*What the task asks*: Return the count of lines in the following records that include "Show", and nothing more.
--------------------
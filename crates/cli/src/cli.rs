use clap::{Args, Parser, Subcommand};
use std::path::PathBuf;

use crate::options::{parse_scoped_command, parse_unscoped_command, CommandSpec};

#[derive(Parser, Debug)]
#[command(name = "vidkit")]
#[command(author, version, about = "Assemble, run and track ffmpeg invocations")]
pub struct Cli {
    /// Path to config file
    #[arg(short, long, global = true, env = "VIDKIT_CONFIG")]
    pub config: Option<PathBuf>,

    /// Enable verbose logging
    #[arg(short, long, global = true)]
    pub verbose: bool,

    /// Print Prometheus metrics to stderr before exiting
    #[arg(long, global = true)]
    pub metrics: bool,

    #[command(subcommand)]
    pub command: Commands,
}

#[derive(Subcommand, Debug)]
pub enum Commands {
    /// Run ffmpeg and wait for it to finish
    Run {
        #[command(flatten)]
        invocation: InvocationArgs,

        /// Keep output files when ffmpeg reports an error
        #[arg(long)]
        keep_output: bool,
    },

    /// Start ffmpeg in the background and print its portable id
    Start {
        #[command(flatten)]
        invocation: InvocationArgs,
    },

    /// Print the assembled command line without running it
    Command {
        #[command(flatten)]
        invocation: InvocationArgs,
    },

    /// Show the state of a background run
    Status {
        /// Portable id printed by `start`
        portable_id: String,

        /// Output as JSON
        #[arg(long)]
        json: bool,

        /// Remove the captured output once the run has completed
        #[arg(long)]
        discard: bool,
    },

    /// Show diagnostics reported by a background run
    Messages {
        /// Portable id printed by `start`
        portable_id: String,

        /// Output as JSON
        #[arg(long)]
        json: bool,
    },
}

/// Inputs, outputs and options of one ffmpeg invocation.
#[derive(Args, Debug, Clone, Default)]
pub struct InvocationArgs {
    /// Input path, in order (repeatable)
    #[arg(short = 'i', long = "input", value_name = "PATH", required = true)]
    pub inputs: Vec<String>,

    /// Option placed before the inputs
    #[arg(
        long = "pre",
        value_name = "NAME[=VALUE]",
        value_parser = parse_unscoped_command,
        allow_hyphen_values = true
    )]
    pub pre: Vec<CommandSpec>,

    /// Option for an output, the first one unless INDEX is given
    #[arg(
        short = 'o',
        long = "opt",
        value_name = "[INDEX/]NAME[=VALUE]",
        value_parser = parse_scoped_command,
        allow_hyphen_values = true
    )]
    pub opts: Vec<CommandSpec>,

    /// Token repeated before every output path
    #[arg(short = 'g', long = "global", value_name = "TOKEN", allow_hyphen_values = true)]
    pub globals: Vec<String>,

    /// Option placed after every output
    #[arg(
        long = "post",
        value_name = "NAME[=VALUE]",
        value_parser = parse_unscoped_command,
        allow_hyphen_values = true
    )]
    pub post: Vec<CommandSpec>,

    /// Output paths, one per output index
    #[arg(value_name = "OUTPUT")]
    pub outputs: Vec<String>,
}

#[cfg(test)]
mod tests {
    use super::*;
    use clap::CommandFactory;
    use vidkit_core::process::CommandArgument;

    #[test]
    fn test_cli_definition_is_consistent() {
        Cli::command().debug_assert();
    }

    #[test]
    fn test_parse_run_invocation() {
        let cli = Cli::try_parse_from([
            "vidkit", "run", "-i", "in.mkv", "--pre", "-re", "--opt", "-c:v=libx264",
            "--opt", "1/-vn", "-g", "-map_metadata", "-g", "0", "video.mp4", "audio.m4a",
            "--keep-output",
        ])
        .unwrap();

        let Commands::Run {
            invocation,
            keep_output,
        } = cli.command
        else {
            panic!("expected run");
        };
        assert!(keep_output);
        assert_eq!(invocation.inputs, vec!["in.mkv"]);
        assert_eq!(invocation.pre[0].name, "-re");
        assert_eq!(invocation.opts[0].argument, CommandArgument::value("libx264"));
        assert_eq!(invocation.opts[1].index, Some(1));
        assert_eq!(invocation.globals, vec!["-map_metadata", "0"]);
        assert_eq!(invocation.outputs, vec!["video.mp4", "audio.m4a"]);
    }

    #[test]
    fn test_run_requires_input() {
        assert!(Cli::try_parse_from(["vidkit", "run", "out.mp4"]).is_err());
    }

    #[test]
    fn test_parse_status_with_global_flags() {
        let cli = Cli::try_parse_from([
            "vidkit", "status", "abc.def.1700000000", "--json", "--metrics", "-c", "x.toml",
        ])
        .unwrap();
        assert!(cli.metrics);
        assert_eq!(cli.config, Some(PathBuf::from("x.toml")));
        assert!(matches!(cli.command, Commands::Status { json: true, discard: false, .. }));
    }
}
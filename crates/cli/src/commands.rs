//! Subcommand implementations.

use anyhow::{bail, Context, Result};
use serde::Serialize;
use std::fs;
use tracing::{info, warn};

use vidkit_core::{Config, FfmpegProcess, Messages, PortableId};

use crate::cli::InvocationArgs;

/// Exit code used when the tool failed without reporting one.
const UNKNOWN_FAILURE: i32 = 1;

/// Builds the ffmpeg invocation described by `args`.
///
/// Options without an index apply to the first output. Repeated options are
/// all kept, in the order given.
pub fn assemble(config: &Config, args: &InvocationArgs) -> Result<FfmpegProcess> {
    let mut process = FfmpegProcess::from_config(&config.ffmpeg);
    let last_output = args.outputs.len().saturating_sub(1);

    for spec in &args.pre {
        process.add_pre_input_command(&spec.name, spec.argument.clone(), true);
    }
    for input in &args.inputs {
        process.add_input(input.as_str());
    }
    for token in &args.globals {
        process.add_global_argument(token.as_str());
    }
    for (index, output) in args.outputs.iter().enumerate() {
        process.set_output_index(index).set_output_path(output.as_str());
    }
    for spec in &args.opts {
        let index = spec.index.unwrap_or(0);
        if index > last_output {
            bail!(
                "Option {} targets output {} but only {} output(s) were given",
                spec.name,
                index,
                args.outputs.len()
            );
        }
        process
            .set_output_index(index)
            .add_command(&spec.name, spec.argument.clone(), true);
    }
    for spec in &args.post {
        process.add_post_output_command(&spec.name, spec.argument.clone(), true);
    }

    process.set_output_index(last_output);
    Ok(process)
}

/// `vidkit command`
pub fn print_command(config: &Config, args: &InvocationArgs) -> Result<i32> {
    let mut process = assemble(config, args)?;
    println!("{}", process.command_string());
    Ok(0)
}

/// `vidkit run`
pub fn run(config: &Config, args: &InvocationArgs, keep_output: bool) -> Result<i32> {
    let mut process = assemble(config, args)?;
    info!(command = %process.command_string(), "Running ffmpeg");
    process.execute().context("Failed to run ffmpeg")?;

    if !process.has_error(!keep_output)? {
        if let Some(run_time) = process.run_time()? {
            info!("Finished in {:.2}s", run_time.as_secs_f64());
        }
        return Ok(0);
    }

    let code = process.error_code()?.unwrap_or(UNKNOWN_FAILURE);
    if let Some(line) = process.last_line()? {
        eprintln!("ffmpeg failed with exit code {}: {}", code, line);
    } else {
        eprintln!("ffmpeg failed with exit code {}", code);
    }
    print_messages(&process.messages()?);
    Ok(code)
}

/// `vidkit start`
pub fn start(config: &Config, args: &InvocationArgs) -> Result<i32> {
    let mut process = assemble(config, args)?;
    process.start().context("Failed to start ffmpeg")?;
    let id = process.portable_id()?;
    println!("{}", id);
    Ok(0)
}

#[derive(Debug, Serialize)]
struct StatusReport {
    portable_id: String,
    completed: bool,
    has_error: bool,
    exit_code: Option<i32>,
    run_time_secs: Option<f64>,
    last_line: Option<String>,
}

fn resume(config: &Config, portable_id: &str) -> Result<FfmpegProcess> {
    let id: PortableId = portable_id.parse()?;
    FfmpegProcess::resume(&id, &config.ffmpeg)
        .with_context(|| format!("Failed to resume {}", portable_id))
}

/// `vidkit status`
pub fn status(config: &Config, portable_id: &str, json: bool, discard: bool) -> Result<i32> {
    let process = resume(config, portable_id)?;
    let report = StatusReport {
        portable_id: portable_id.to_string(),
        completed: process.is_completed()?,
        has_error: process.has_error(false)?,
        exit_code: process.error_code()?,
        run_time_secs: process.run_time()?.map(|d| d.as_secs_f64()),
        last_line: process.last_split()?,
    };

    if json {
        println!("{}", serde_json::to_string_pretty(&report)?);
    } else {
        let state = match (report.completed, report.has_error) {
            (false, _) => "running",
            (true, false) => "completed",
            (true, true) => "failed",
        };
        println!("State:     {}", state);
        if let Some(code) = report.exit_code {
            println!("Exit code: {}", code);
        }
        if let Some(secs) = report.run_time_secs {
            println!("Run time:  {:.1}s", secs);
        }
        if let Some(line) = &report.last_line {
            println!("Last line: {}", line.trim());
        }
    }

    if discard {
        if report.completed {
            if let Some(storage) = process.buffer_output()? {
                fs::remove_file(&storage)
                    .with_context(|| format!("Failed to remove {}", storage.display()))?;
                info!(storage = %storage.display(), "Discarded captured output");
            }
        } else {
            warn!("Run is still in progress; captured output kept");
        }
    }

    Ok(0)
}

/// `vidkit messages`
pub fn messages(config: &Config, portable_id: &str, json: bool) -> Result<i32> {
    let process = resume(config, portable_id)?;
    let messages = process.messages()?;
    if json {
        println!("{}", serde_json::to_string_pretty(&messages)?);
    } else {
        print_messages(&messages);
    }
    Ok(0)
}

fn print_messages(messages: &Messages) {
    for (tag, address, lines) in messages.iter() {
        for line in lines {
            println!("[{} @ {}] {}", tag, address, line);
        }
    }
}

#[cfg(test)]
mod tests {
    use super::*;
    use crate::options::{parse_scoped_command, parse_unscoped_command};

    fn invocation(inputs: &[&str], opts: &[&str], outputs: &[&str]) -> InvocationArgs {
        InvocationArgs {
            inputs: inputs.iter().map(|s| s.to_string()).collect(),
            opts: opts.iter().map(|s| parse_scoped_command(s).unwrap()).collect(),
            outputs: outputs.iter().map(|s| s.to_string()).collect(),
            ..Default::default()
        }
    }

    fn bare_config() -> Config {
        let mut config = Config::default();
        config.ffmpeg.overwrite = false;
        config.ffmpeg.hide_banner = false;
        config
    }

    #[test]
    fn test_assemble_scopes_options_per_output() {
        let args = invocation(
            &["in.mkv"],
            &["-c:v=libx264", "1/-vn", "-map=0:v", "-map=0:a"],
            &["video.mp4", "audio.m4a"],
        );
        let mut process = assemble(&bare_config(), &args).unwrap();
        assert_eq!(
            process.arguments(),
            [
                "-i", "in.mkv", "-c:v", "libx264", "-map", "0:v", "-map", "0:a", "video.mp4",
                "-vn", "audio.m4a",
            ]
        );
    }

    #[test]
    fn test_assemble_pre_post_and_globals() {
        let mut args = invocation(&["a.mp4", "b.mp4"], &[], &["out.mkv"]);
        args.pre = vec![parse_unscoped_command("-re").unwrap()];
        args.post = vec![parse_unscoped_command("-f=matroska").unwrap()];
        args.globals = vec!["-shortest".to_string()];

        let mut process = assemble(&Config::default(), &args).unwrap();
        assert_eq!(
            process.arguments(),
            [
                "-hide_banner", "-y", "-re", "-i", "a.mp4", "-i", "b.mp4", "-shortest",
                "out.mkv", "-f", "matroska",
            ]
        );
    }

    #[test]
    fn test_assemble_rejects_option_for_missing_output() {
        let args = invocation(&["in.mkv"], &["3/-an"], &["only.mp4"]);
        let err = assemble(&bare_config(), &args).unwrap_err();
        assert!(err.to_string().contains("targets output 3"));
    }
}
--------------------
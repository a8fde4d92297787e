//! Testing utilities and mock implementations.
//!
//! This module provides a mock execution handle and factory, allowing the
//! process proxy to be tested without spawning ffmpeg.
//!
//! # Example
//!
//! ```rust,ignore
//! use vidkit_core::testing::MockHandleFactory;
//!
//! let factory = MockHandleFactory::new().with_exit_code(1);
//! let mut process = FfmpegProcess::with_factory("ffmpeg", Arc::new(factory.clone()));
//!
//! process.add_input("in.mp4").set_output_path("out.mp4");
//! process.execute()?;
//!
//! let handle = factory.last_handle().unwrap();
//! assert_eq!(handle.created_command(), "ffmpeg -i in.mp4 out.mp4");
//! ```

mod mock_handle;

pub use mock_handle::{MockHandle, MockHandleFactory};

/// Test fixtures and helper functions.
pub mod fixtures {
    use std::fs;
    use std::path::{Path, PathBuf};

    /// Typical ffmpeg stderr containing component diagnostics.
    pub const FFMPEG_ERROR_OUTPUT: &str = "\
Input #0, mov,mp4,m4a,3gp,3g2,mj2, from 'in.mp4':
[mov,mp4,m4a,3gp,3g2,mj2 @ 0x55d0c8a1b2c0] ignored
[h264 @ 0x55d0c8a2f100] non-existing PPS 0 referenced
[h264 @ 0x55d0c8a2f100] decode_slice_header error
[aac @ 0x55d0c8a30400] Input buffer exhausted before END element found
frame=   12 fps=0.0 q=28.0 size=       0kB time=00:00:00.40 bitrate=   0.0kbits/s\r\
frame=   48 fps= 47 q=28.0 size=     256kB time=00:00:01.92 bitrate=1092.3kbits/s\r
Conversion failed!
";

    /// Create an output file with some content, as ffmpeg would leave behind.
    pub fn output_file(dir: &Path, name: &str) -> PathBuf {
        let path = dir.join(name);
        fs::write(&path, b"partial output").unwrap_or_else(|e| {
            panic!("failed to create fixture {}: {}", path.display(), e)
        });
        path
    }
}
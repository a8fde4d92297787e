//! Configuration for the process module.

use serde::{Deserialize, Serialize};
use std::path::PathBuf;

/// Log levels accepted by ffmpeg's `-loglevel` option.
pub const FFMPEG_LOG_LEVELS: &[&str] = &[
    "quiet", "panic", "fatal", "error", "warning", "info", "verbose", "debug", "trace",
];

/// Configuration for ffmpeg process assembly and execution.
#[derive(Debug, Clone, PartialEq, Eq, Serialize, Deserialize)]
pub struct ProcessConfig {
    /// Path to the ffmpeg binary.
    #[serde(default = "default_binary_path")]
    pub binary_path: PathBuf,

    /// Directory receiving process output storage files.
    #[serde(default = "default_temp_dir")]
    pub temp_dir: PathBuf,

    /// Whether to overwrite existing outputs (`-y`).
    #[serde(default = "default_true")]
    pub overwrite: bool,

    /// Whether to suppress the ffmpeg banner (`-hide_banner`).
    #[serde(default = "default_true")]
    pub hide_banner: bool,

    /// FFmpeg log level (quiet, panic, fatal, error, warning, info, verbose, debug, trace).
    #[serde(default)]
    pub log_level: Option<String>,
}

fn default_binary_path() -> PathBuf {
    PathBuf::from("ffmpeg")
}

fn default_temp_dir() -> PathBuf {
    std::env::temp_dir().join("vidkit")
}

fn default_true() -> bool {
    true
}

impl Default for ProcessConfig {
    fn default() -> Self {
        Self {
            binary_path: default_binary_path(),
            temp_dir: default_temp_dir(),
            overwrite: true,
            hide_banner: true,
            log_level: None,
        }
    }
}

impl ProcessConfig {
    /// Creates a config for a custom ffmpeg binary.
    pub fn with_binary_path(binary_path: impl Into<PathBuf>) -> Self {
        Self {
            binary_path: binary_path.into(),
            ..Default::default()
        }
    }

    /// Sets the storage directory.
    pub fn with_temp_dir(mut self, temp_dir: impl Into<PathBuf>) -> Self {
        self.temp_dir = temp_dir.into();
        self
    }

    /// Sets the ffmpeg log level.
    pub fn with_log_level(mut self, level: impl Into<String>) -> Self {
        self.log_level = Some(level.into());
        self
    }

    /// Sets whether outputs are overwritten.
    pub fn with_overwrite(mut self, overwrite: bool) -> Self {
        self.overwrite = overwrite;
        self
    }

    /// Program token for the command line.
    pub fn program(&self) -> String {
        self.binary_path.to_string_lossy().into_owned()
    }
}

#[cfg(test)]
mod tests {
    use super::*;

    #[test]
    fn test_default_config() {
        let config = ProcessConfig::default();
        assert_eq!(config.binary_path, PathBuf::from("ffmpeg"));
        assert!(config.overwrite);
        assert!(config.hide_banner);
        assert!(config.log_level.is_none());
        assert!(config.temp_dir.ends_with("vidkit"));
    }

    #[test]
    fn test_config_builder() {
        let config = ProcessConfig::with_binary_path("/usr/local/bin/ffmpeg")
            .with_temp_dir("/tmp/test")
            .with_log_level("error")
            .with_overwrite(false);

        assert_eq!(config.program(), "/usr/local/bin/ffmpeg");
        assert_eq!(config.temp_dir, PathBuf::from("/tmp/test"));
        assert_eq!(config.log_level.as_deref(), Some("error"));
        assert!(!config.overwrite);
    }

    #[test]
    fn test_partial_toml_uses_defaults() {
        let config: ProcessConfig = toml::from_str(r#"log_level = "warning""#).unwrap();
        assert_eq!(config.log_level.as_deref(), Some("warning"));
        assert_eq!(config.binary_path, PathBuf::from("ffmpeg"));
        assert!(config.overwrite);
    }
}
--------------------
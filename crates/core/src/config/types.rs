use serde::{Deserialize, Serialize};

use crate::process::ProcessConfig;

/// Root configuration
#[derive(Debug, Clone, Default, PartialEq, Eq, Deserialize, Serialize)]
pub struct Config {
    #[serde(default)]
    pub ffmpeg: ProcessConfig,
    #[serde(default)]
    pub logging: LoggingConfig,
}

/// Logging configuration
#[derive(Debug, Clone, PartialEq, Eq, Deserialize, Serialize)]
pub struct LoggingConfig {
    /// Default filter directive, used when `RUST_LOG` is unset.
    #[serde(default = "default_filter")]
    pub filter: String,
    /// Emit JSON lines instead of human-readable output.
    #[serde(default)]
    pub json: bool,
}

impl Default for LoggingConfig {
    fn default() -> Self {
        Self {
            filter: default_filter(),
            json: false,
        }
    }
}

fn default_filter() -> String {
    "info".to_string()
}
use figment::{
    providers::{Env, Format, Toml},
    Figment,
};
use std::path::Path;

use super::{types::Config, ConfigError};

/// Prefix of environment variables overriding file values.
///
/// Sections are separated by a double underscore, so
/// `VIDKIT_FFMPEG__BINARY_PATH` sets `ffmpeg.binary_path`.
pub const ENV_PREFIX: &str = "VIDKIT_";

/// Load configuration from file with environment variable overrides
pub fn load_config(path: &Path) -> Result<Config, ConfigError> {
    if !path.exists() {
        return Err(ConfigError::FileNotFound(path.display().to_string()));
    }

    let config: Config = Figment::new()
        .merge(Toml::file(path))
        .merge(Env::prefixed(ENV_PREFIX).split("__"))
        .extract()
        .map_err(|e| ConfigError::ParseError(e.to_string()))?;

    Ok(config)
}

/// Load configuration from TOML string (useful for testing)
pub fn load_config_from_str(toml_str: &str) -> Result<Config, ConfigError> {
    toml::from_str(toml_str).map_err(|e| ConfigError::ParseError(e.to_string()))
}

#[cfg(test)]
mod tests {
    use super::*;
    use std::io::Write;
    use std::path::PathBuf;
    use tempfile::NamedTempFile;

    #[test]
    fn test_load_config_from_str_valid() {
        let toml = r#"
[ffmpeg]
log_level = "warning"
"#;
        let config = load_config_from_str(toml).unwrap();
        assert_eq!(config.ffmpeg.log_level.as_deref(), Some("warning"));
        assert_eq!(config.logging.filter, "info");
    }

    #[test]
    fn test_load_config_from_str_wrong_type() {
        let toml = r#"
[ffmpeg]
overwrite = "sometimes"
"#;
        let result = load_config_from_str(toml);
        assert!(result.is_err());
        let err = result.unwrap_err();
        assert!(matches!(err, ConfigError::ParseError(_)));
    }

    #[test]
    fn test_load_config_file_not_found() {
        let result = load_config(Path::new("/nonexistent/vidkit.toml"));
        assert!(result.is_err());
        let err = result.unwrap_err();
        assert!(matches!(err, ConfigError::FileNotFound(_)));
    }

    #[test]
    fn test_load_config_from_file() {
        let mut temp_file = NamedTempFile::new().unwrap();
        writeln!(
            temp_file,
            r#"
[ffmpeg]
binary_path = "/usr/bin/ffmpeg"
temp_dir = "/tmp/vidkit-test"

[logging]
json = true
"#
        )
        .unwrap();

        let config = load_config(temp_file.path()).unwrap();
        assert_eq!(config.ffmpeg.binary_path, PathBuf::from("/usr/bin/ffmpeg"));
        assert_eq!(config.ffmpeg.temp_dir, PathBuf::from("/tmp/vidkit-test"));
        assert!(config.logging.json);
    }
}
--------------------
*Answer*: 2